We focus on estimating the 2D location on the tablet screen where the user’s eyes are focused instead of 3D gaze direction in space. A detailed summary of gaze direction estimation can be found in the following review paper gazeSurveyEyeBeholder ().

2.1 Point of Gaze Estimation for Stationary Displays

Gaze estimation methods are typically categorized into two main groups: geometry-based, and appearance-based gazeSurveyEyeBeholder (). Geometry-based methods rely on the tracking of certain eye features, such as the iris irisTracking (), pupil center pupilTrack2 (); pupilTrack (), or Purkinje images glintsTrack (). To robustly track the features, those methods require extra infra-red illumination source(s), multiple cameras with calibration, and sometimes session-dependent personal calibration.

2.1.1 Geometry-based Methods

Geometry-based methods utilize explicit 3D eye ball models along with the tracked eye features to estimate the 3D gaze direction. The point of gaze is then found through the intersection of gaze direction and the screen. Based on the pupil center and Purkinje image from one camera and an infrared LED array, a double ellipse fitting mechanism was proposed in ohno2002freegaze () to predict the gaze. However, the system required a fixed distance between the display and the user, and head motion was limited to a 4-cm-square area. Meanwhile, an approach free of user calibration was presented in calibrationFree (). Two cameras and two point light sources that were calibrated and not co-linear were used to find the 3D locations of the cornea and pupil centers. The gaze direction was computed by connecting the cornea center and pupil center. Another approach, proposed in oneEye (), used a single image of one eye to estimate gaze direction. The iris contour in the image was modeled using an ellipse. The ellipse was then back projected into an iris circle, whose normal was regarded as the gaze direction.

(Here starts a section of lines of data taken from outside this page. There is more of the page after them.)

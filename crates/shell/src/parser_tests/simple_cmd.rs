// SPDX-License-Identifier: BUSL-1.1
// Copyright (c) 2026 Alfred Jean LLC

use super::helpers::get_simple_command;
use super::macros::simple_cmd_tests;
use crate::ast::{SubstitutionBody, WordPart};
use crate::parser::Parser;

// =============================================================================
// Macro-based Tests
// =============================================================================

simple_cmd_tests! {
    macro_echo: "echo" => ("echo", 0),
    macro_echo_arg: "echo hello" => ("echo", 1),
    macro_ls: "ls -la /tmp" => ("ls", 2),
    macro_cat: "cat file1 file2 file3" => ("cat", 3),
}

// =============================================================================
// Standard Tests
// =============================================================================

#[test]
fn test_single_word_command() {
    let result = Parser::parse("echo").unwrap();
    assert_eq!(result.commands.len(), 1);

    let cmd = get_simple_command(&result.commands[0]);
    assert_eq!(cmd.name.parts, vec![WordPart::literal("echo")]);
    assert!(cmd.args.is_empty());
}

#[test]
fn test_command_with_one_arg() {
    let result = Parser::parse("echo hello").unwrap();
    assert_eq!(result.commands.len(), 1);

    let cmd = get_simple_command(&result.commands[0]);
    assert_eq!(cmd.name.parts, vec![WordPart::literal("echo")]);
    assert_eq!(cmd.args.len(), 1);
    assert_eq!(cmd.args[0].parts, vec![WordPart::literal("hello")]);
}

#[test]
fn test_command_with_multiple_args() {
    let result = Parser::parse("ls -la /tmp").unwrap();
    assert_eq!(result.commands.len(), 1);

    let cmd = get_simple_command(&result.commands[0]);
    assert_eq!(cmd.name.parts, vec![WordPart::literal("ls")]);
    assert_eq!(cmd.args.len(), 2);
    assert_eq!(cmd.args[0].parts, vec![WordPart::literal("-la")]);
    assert_eq!(cmd.args[1].parts, vec![WordPart::literal("/tmp")]);
}

#[test]
fn test_command_with_variable() {
    let result = Parser::parse("echo $HOME").unwrap();
    assert_eq!(result.commands.len(), 1);

    let cmd = get_simple_command(&result.commands[0]);
    assert_eq!(cmd.name.parts, vec![WordPart::literal("echo")]);
    assert_eq!(cmd.args.len(), 1);
    assert_eq!(
        cmd.args[0].parts,
        vec![WordPart::Variable {
            name: "HOME".into(),
            modifier: None
        }]
    );
}

#[test]
fn test_command_with_variable_modifier() {
    let result = Parser::parse("echo ${PATH:-/bin}").unwrap();
    assert_eq!(result.commands.len(), 1);

    let cmd = get_simple_command(&result.commands[0]);
    assert_eq!(cmd.args.len(), 1);
    assert_eq!(
        cmd.args[0].parts,
        vec![WordPart::Variable {
            name: "PATH".into(),
            modifier: Some(":-/bin".into())
        }]
    );
}

#[test]
fn test_command_with_command_substitution() {
    let result = Parser::parse("echo $(date)").unwrap();
    assert_eq!(result.commands.len(), 1);

    let cmd = get_simple_command(&result.commands[0]);
    assert_eq!(cmd.args.len(), 1);

    // Verify the command substitution was parsed
    let WordPart::CommandSubstitution {
        body: SubstitutionBody::Parsed(body),
        backtick,
    } = &cmd.args[0].parts[0]
    else {
        panic!("expected command substitution");
    };
    assert!(!backtick);
    assert_eq!(body.commands.len(), 1);

    // Verify inner command is "date"
    let inner_cmd = get_simple_command(&body.commands[0]);
    assert_eq!(inner_cmd.name.parts, vec![WordPart::literal("date")]);
}

#[test]
fn test_command_with_backtick_substitution() {
    let result = Parser::parse("echo `uname`").unwrap();
    assert_eq!(result.commands.len(), 1);

    let cmd = get_simple_command(&result.commands[0]);
    assert_eq!(cmd.args.len(), 1);

    // Verify the backtick command substitution was parsed
    let WordPart::CommandSubstitution {
        body: SubstitutionBody::Parsed(body),
        backtick,
    } = &cmd.args[0].parts[0]
    else {
        panic!("expected command substitution");
    };
    assert!(backtick);
    assert_eq!(body.commands.len(), 1);

    // Verify inner command is "uname"
    let inner_cmd = get_simple_command(&body.commands[0]);
    assert_eq!(inner_cmd.name.parts, vec![WordPart::literal("uname")]);
}

#[test]
fn test_command_span() {
    let result = Parser::parse("echo hello world").unwrap();
    let cmd = get_simple_command(&result.commands[0]);

    // Command spans from start of "echo" to end of "world"
    assert_eq!(cmd.span.start, 0);
    assert_eq!(cmd.span.end, 16);
}

#[test]
fn test_empty_input() {
    let result = Parser::parse("").unwrap();
    assert!(result.commands.is_empty());
}

#[test]
fn test_whitespace_only() {
    let result = Parser::parse("   \t  ").unwrap();
    assert!(result.commands.is_empty());
}

#[test]
fn test_variable_as_command() {
    let result = Parser::parse("$CMD arg1").unwrap();
    assert_eq!(result.commands.len(), 1);

    let cmd = get_simple_command(&result.commands[0]);
    assert_eq!(
        cmd.name.parts,
        vec![WordPart::Variable {
            name: "CMD".into(),
            modifier: None
        }]
    );
    assert_eq!(cmd.args.len(), 1);
}

#[test]
fn test_command_substitution_as_command() {
    let result = Parser::parse("$(which python) --version").unwrap();
    assert_eq!(result.commands.len(), 1);

    let cmd = get_simple_command(&result.commands[0]);

    // Verify the command substitution was parsed as the command name
    let WordPart::CommandSubstitution {
        body: SubstitutionBody::Parsed(body),
        backtick,
    } = &cmd.name.parts[0]
    else {
        panic!("expected command substitution");
    };
    assert!(!backtick);
    assert_eq!(body.commands.len(), 1);

    // Verify inner command is "which python"
    let inner_cmd = get_simple_command(&body.commands[0]);
    assert_eq!(inner_cmd.name.parts, vec![WordPart::literal("which")]);
    assert_eq!(inner_cmd.args.len(), 1);
    assert_eq!(inner_cmd.args[0].parts, vec![WordPart::literal("python")]);

    assert_eq!(cmd.args.len(), 1);
}

// =============================================================================
// Backslash Escape Tests
// =============================================================================

#[test]
fn test_escaped_parens_in_find_command() {
    // find . \( -name foo \) should parse as a single simple command
    let result = Parser::parse("find . \\( -name foo \\)").unwrap();
    assert_eq!(result.commands.len(), 1);

    let cmd = get_simple_command(&result.commands[0]);
    super::helpers::assert_literal(&cmd.name, "find");
    assert_eq!(cmd.args.len(), 5);
    super::helpers::assert_literal(&cmd.args[0], ".");
    super::helpers::assert_literal(&cmd.args[1], "(");
    super::helpers::assert_literal(&cmd.args[2], "-name");
    super::helpers::assert_literal(&cmd.args[3], "foo");
    super::helpers::assert_literal(&cmd.args[4], ")");
}

#[test]
fn test_escaped_semicolon_is_argument() {
    // echo \; should parse as simple command with arg ";"
    let result = Parser::parse("echo \\;").unwrap();
    assert_eq!(result.commands.len(), 1);

    let cmd = get_simple_command(&result.commands[0]);
    super::helpers::assert_literal(&cmd.name, "echo");
    assert_eq!(cmd.args.len(), 1);
    super::helpers::assert_literal(&cmd.args[0], ";");
}

#[test]
fn test_escaped_pipe_is_argument() {
    // echo \| should parse as single command (not a job)
    let result = Parser::parse("echo \\|").unwrap();
    assert_eq!(result.commands.len(), 1);

    let cmd = get_simple_command(&result.commands[0]);
    super::helpers::assert_literal(&cmd.name, "echo");
    assert_eq!(cmd.args.len(), 1);
    super::helpers::assert_literal(&cmd.args[0], "|");
}

#[test]
fn test_escaped_backslash_is_literal() {
    // echo \\ should parse as simple command with arg "\"
    let result = Parser::parse("echo \\\\").unwrap();
    assert_eq!(result.commands.len(), 1);

    let cmd = get_simple_command(&result.commands[0]);
    super::helpers::assert_literal(&cmd.name, "echo");
    assert_eq!(cmd.args.len(), 1);
    super::helpers::assert_literal(&cmd.args[0], "\\");
}
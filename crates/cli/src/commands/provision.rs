// SPDX-License-Identifier: BUSL-1.1
// Copyright (c) 2026 Alfred Jean LLC

//! `fm provision` — re-run an agent's provisioning sequence on demand
//! (§4.5), e.g. after editing its agent type's default steps.

use anyhow::{anyhow, Result};
use clap::Args;

use crate::client::DaemonClient;
use crate::output::{format_or_json, OutputFormat};
use crate::table::{Column, Table};

#[derive(Args)]
pub struct ProvisionArgs {
    /// Agent id or name.
    pub agent: String,
}

pub async fn provision(args: ProvisionArgs, format: OutputFormat) -> Result<()> {
    let client = DaemonClient::connect().map_err(|e| anyhow!("{}", e))?;
    let run = client.provision(&args.agent).await.map_err(|e| anyhow!("{}", e))?;

    format_or_json(format, &run, || {
        println!("provision run {} ({})", run.id, if run.complete { "complete" } else { "incomplete" });
        let mut table = Table::new(vec![Column::muted("#"), Column::left("STEP"), Column::status("STATUS"), Column::left("EXIT")]);
        for step in &run.steps {
            table.row(vec![
                step.index.to_string(),
                step.label.clone(),
                step.status.clone(),
                step.exit_code.map(|c| c.to_string()).unwrap_or_else(|| "-".to_string()),
            ]);
        }
        table.render(&mut std::io::stdout());
        if let Some(failed) = run.failed_step {
            println!("failed at step #{}", failed);
        }
    })
}
async fn create_agent_inner<C: Clock, N: NotifyAdapter>(
    ctx: &DaemonContext<C, N>,
    host: &mut HostDescriptor,
    params: &CreateAgentParams,
    agent_type: &fm_profile::AgentType,
    cancel: CancellationToken,
) -> Result<AgentDescriptor, LifecycleError> {
    let id = AgentId::new();
    let work_dir = if params.work_dir.as_os_str().is_empty() {
        ctx.store.layout().agent_work_dir(&host.id, &id)
    } else {
        params.work_dir.clone()
    };

    let command = if params.command.is_empty() {
        let mut vars = HashMap::new();
        vars.insert("work_dir".to_string(), work_dir.display().to_string());
        vars.insert("project".to_string(), params.project.clone());
        agent_type.render_argv(&vars)
    } else {
        params.command.clone()
    };

    let mut agent = AgentDescriptor {
        id,
        host_id: host.id.clone(),
        name: params.name.clone(),
        agent_type: params.agent_type.clone(),
        command,
        work_dir,
        project: params.project.clone(),
        labels: params.labels.clone(),
        permissions: Default::default(),
        idle_mode: params.idle_mode,
        idle_timeout_seconds: params.idle_timeout_seconds,
        start_on_boot: params.start_on_boot,
        env: params.env.clone(),
        status: AgentStatus::Creating,
        created_at_epoch_ms: ctx.clock.epoch_ms(),
        started_at_epoch_ms: None,
        user_activity_at_epoch_ms: None,
        agent_activity_at_epoch_ms: None,
        ssh_activity_at_epoch_ms: None,
        pending_rename_to: None,
        destroyed: false,
        destroyed_at_epoch_ms: None,
    };
    ctx.store.write_agent(&agent)?;

    if let Err(e) =
        provision_and_start(ctx, host, &mut agent, agent_type, params.transfer.as_ref(), cancel).await
    {
        agent.status = AgentStatus::Destroyed;
        agent.destroyed = true;
        agent.destroyed_at_epoch_ms = Some(ctx.clock.epoch_ms());
        let _ = ctx.store.write_agent(&agent);
        return Err(e);
    }

    agent.status = AgentStatus::Running;
    agent.started_at_epoch_ms = Some(ctx.clock.epoch_ms());
    ctx.store.write_agent(&agent)?;
    ctx.activity.touch(&host.id, "create", ctx.clock.epoch_ms())?;
    Ok(agent)
}

/// §4.6 steps 5-8: materialize the workspace (C5), run the provisioning
/// pipeline (C6, agent-type defaults then environment writes), then start
/// the session (C4).
async fn provision_and_start<C: Clock, N: NotifyAdapter>(
    ctx: &DaemonContext<C, N>,
    host: &HostDescriptor,
    agent: &mut AgentDescriptor,
    agent_type: &fm_profile::AgentType,
    transfer: Option<&TransferSpec>,
    cancel: CancellationToken,
) -> Result<(), LifecycleError> {
    let backend = ctx.providers.get(host.provider)?;
    let provider: &dyn Provider = backend.as_ref();

    if let Some(spec) = transfer {
        let engine = TransferEngine::new(provider);
        cancellable(&cancel, async { engine.materialize(host, spec).await.map_err(LifecycleError::from) })
            .await?;
    }

    let mut run = fm_core::ProvisionRun::new(fm_core::ProvisionRunId::new());
    let env_steps = agent
        .env
        .iter()
        .map(|(k, v)| fm_core::StepKind::ApplyEnv { key: k.clone(), value: v.clone() });
    for (index, kind) in agent_type.default_steps.iter().cloned().chain(env_steps).enumerate() {
        run.steps.push(fm_core::StepRecord {
            index,
            kind,
            status: fm_core::StepStatus::Pending,
            outcome: fm_core::StepOutcome::default(),
            started_at_epoch_ms: 0,
            finished_at_epoch_ms: None,
        });
    }
    let executor = ProvisionExecutor::new(provider, &ctx.clock);
    cancellable(&cancel, async { executor.run(host, &mut run).await.map_err(LifecycleError::from) }).await?;

    let session = ctx.session_name(&agent.name);
    let env = runtime_env(&ctx.store.layout(), host, agent);
    let req = StartRequest { argv: &agent.command, env: &env, cwd: Some(&agent.work_dir) };
    cancellable(&cancel, async { ctx.session.start(host, &session, req).await.map_err(LifecycleError::from) })
        .await?;
    Ok(())
}
// SPDX-License-Identifier: BUSL-1.1
// Copyright (c) 2026 Alfred Jean LLC

//! Environment resolution (§6 "Environment variables").
//!
//! Grounded on the teacher's own `env.rs`: a handful of free functions, each
//! reading one variable with a documented default, rather than a config
//! struct parsed once at startup — the daemon and the CLI both need these
//! independently (the CLI to find the daemon's socket before it has a
//! connection to ask the daemon anything).

use std::path::PathBuf;
use std::time::Duration;

/// `FM_ROOT_NAME` — namespacing prefix that changes every other default
/// (config path, session prefix, root dir). Spec §6: "changing after host
/// creation is unsupported" — this function has no memory of that, the
/// caller is responsible for not changing it out from under a live fleet.
pub fn root_name() -> String {
    std::env::var("FM_ROOT_NAME").unwrap_or_else(|_| "fm".to_string())
}

/// `FM_PREFIX` — session-name prefix, defaults to `<root>-`.
pub fn session_prefix(root_name: &str) -> String {
    std::env::var("FM_PREFIX").unwrap_or_else(|_| format!("{root_name}-"))
}

/// `FM_HOST_DIR` — root data directory. Defaults to the platform data dir
/// joined with the root name, matching the teacher's own per-profile data
/// dir resolution (`dirs::data_dir()`).
pub fn host_dir(root_name: &str) -> PathBuf {
    match std::env::var_os("FM_HOST_DIR") {
        Some(dir) => PathBuf::from(dir),
        None => dirs::data_dir().unwrap_or_else(|| PathBuf::from(".")).join(root_name),
    }
}

/// Unix domain socket path the daemon listens on and the CLI connects to.
pub fn socket_path(root_dir: &std::path::Path) -> PathBuf {
    root_dir.join("fmd.sock")
}

/// `FM_IPC_TIMEOUT_MS` — round-trip timeout for a single CLI<->daemon
/// request/response, overriding `fm_wire::DEFAULT_TIMEOUT`.
pub fn ipc_timeout() -> Duration {
    std::env::var("FM_IPC_TIMEOUT_MS")
        .ok()
        .and_then(|s| s.parse::<u64>().ok())
        .map(Duration::from_millis)
        .unwrap_or(fm_wire::DEFAULT_TIMEOUT)
}

/// Default idle-supervisor poll interval, overridable for tests.
pub fn idle_poll_interval() -> Duration {
    std::env::var("FM_IDLE_POLL_MS")
        .ok()
        .and_then(|s| s.parse::<u64>().ok())
        .map(Duration::from_millis)
        .unwrap_or(Duration::from_secs(30))
}

#[cfg(test)]
mod tests {
    use super::*;
    use serial_test::serial;

    #[test]
    #[serial]
    fn root_name_defaults_to_fm() {
        std::env::remove_var("FM_ROOT_NAME");
        assert_eq!(root_name(), "fm");
    }

    #[test]
    #[serial]
    fn prefix_defaults_to_root_dash() {
        std::env::remove_var("FM_PREFIX");
        assert_eq!(session_prefix("fm"), "fm-");
    }

    #[test]
    #[serial]
    fn explicit_prefix_overrides_default() {
        std::env::set_var("FM_PREFIX", "custom-");
        assert_eq!(session_prefix("fm"), "custom-");
        std::env::remove_var("FM_PREFIX");
    }
}
// SPDX-License-Identifier: BUSL-1.1
// Copyright (c) 2026 Alfred Jean LLC

//! Template variable interpolation for agent-type session argv templates.
//!
//! Grounded on the teacher's regex-based `${variable}`/`${VAR:-default}`
//! interpolator, reimplemented as a hand-written scanner: the compile-time
//! `AgentType` registry has no other use for `regex`, so one substitution
//! function isn't worth the dependency.

use std::collections::HashMap;

/// Escape a string for safe use inside shell single-quoted contexts.
///
/// Single quotes in the value are replaced with `'\''` (end quote, escaped
/// literal quote, start quote), the standard shell idiom for embedding a
/// single quote inside a single-quoted string.
pub fn escape_for_shell(s: &str) -> String {
    s.replace('\'', "'\\''")
}

/// Interpolate `${name}` placeholders with values from the vars map.
///
/// Also expands `${VAR:-default}` patterns from environment variables.
/// Environment variables are expanded first, then template variables.
/// Unknown template variables are left as-is.
pub fn interpolate(template: &str, vars: &HashMap<String, String>) -> String {
    interpolate_inner(template, vars, false)
}

/// Interpolate `${name}` placeholders with shell-safe escaping.
///
/// Like [`interpolate`], but escapes substituted values for safe use in
/// shell contexts (single quotes are escaped using the `'\''` idiom).
/// Use this for session argv templates; use [`interpolate`] for prompts
/// and other non-shell contexts.
pub fn interpolate_shell(template: &str, vars: &HashMap<String, String>) -> String {
    interpolate_inner(template, vars, true)
}

fn interpolate_inner(template: &str, vars: &HashMap<String, String>, shell_escape: bool) -> String {
    let expanded = expand_env_defaults(template);
    expand_vars(&expanded, vars, shell_escape)
}

/// Expands `${VAR:-default}` into the environment value of `VAR`, or
/// `default` if `VAR` is unset.
fn expand_env_defaults(template: &str) -> String {
    let mut out = String::with_capacity(template.len());
    let bytes = template.as_bytes();
    let mut i = 0;
    while i < bytes.len() {
        if let Some(placeholder) = placeholder_at(template, i) {
            if let Some((name, rest)) = placeholder.split_once(":-") {
                if is_identifier(name) {
                    let value = std::env::var(name).unwrap_or_else(|_| rest.to_string());
                    out.push_str(&value);
                    i += placeholder.len() + 3;
                    continue;
                }
            }
        }
        // `i < bytes.len()` holds here, so the slice is non-empty.
        #[allow(clippy::unwrap_used)]
        let ch = template[i..].chars().next().unwrap();
        out.push(ch);
        i += ch.len_utf8();
    }
    out
}

/// Expands `${name}` or `${namespace.name}` from `vars`, leaving unknown
/// names untouched.
fn expand_vars(template: &str, vars: &HashMap<String, String>, shell_escape: bool) -> String {
    let mut out = String::with_capacity(template.len());
    let bytes = template.as_bytes();
    let mut i = 0;
    while i < bytes.len() {
        if let Some(name) = placeholder_at(template, i) {
            if is_var_name(name) {
                match vars.get(name) {
                    Some(val) if shell_escape => out.push_str(&escape_for_shell(val)),
                    Some(val) => out.push_str(val),
                    None => {
                        out.push_str("${");
                        out.push_str(name);
                        out.push('}');
                    }
                }
                i += name.len() + 3;
                continue;
            }
        }
        // `i < bytes.len()` holds here, so the slice is non-empty.
        #[allow(clippy::unwrap_used)]
        let ch = template[i..].chars().next().unwrap();
        out.push(ch);
        i += ch.len_utf8();
    }
    out
}

/// If `template[i..]` begins with `${...}`, returns the text between the
/// braces (without consuming it — callers advance by `body.len() + 3`,
/// the two braces plus the opening `$`).
fn placeholder_at(template: &str, i: usize) -> Option<&str> {
    let rest = &template[i..];
    let inner = rest.strip_prefix("${")?;
    let end = inner.find('}')?;
    Some(&inner[..end])
}

fn is_identifier(s: &str) -> bool {
    let mut chars = s.chars();
    match chars.next() {
        Some(c) if c.is_ascii_alphabetic() || c == '_' => {}
        _ => return false,
    }
    chars.all(|c| c.is_ascii_alphanumeric() || c == '_')
}

/// `name` or `namespace.name` where each dot-separated segment is an
/// identifier (segments after the first may also contain hyphens).
fn is_var_name(s: &str) -> bool {
    if s.is_empty() {
        return false;
    }
    let mut segments = s.split('.');
    let Some(first) = segments.next() else { return false };
    if !is_identifier(first) {
        return false;
    }
    segments.all(|seg| {
        !seg.is_empty()
            && seg.chars().next().map(|c| c.is_ascii_alphabetic() || c == '_').unwrap_or(false)
            && seg.chars().all(|c| c.is_ascii_alphanumeric() || c == '_' || c == '-')
    })
}

#[cfg(test)]
#[path = "template_tests.rs"]
mod tests;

2.1.2 Appearance-based Methods

Appearance-based methods ALRegression (); neuralNets () treat the eye region image or features extracted from the eye region image as a high dimensional vector, and learn a regression mapping model from such vector to the point of gaze (or gaze direction) through labeled training data. Such methods have the potential to be non-intrusive, free of calibration and can operate free of external hardware. A variety of regression models were utilized to find the mapping from the eye appearance to point of gaze (or gaze direction) in different works. In tanLinearManifold (), eye images were modeled as an appearance manifold. The gaze direction of a new sample was obtained from a linear interpolation of neighboring samples in the manifold model. This method was evaluated only on three subjects with fixed head pose. It used leave-one-image-out cross validation so a test subject’s data appeared in the training phase. On the other hand, in GPRgaze (), a sparse, semi-supervised Gaussian Process Regression model was applied to deal with partially labeled gaze data, and realized real-time prediction of gaze direction. The method was evaluated using test images corresponding to unseen gaze locations in the training images. However, there was no description on whether a subject’s data appear both in the training and testing process. In addition, there was also no description on whether the data was collected from subjects with a fixed head pose.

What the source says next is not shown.